**TASK BRIEF**
Please repeat the lines below exactly. Begin with the line containing "for cell values" and go on through the line containing "pub fn label(&self)".

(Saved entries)
* * *

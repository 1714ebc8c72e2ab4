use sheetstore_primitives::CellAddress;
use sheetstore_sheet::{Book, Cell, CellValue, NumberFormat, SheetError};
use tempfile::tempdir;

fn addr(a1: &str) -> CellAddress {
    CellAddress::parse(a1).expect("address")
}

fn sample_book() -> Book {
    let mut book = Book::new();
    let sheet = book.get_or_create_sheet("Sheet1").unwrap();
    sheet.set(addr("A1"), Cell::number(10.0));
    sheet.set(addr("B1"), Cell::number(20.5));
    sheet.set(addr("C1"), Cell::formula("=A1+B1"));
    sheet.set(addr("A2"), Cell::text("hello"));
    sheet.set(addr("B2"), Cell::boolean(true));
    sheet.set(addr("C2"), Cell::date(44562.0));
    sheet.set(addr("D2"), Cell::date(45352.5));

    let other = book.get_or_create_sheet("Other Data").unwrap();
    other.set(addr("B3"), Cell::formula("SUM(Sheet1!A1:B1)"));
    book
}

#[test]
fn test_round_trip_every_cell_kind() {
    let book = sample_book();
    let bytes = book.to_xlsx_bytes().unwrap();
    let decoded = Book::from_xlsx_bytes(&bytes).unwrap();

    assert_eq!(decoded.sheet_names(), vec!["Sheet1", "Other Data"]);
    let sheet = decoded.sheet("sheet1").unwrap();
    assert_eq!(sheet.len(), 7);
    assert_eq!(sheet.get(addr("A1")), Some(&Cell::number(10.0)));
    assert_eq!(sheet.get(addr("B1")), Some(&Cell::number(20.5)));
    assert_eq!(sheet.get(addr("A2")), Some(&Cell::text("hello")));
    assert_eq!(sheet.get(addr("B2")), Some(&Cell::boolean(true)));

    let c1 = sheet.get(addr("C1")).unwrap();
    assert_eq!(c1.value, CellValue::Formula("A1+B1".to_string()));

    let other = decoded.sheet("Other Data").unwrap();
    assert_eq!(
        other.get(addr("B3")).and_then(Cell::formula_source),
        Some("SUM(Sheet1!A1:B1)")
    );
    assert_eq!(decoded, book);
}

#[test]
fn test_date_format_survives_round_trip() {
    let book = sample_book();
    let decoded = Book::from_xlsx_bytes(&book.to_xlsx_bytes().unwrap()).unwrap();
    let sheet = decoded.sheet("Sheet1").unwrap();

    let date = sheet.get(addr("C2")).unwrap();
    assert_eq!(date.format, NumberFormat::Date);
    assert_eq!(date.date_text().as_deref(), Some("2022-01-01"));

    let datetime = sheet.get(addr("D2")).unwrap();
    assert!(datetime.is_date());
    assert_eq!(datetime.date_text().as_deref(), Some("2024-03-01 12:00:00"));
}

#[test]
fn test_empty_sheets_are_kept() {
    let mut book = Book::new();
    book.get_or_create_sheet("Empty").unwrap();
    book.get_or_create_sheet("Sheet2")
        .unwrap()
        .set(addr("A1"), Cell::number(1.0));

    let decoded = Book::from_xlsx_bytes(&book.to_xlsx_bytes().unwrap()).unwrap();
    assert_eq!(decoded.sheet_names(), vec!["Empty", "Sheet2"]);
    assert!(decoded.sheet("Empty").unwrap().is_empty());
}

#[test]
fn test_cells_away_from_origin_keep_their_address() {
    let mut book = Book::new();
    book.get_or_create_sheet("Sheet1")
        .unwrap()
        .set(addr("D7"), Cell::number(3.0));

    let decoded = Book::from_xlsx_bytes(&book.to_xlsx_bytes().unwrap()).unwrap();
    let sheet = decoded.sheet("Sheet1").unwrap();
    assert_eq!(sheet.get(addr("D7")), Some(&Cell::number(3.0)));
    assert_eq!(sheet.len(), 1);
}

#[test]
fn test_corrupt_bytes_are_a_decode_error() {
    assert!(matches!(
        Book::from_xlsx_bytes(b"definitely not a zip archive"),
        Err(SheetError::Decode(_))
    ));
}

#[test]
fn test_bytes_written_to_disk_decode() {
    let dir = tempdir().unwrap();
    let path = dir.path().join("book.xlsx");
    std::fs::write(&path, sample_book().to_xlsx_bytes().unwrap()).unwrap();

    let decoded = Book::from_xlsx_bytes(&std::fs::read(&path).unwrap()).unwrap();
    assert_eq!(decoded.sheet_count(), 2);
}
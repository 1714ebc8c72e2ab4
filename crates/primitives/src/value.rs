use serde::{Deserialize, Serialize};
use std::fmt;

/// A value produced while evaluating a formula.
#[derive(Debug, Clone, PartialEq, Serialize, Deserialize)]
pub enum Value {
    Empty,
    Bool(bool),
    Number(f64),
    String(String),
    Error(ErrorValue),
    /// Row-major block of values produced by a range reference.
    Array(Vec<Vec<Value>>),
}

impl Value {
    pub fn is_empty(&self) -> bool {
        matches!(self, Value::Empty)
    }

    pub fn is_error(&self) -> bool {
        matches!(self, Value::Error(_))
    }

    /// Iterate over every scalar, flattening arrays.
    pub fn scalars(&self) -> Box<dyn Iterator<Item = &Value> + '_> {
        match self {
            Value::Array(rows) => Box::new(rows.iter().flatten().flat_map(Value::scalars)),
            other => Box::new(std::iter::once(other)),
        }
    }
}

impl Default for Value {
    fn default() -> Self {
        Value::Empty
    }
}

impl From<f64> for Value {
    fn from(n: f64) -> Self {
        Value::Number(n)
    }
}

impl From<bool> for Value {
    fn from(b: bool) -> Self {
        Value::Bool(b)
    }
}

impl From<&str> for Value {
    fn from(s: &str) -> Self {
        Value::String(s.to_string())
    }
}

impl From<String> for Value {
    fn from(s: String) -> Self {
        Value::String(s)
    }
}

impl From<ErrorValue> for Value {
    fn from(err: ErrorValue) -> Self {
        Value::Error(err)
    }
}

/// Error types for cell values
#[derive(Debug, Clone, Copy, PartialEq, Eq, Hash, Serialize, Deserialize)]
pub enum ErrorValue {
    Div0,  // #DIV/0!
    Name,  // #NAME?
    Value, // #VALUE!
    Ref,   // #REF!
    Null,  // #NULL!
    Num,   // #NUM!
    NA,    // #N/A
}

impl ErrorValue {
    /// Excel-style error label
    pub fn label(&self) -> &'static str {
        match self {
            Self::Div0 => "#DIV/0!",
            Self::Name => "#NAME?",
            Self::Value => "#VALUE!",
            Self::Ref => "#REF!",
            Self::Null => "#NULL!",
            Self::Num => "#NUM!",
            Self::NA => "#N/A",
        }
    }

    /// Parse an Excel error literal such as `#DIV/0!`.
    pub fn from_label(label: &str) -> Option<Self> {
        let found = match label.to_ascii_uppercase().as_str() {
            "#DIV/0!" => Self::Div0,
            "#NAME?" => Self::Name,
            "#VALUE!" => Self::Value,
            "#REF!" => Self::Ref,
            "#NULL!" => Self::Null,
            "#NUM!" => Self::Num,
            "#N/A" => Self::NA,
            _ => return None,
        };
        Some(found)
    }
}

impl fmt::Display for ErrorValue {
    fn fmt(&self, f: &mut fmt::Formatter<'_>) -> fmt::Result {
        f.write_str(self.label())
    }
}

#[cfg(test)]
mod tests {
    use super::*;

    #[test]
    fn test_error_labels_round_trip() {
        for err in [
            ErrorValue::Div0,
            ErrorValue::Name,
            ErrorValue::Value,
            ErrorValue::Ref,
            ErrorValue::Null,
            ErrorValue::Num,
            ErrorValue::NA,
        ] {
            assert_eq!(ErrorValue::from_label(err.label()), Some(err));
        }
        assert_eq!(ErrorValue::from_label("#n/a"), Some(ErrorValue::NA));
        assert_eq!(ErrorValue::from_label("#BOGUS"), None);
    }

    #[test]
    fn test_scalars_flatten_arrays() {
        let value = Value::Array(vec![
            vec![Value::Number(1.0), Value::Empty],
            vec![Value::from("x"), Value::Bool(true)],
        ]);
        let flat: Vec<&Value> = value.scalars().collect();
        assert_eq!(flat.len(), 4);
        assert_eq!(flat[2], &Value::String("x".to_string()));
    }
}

* * *

**EXPECTED OUTPUT**
/// Error types for cell values
#[derive(Debug, Clone, Copy, PartialEq, Eq, Hash, Serialize, Deserialize)]
pub enum ErrorValue {
    Div0,  // #DIV/0!
    Name,  // #NAME?
    Value, // #VALUE!
    Ref,   // #REF!
    Null,  // #NULL!
    Num,   // #NUM!
    NA,    // #N/A
}

impl ErrorValue {
    /// Excel-style error label
    pub fn label(&self) -> &'static str {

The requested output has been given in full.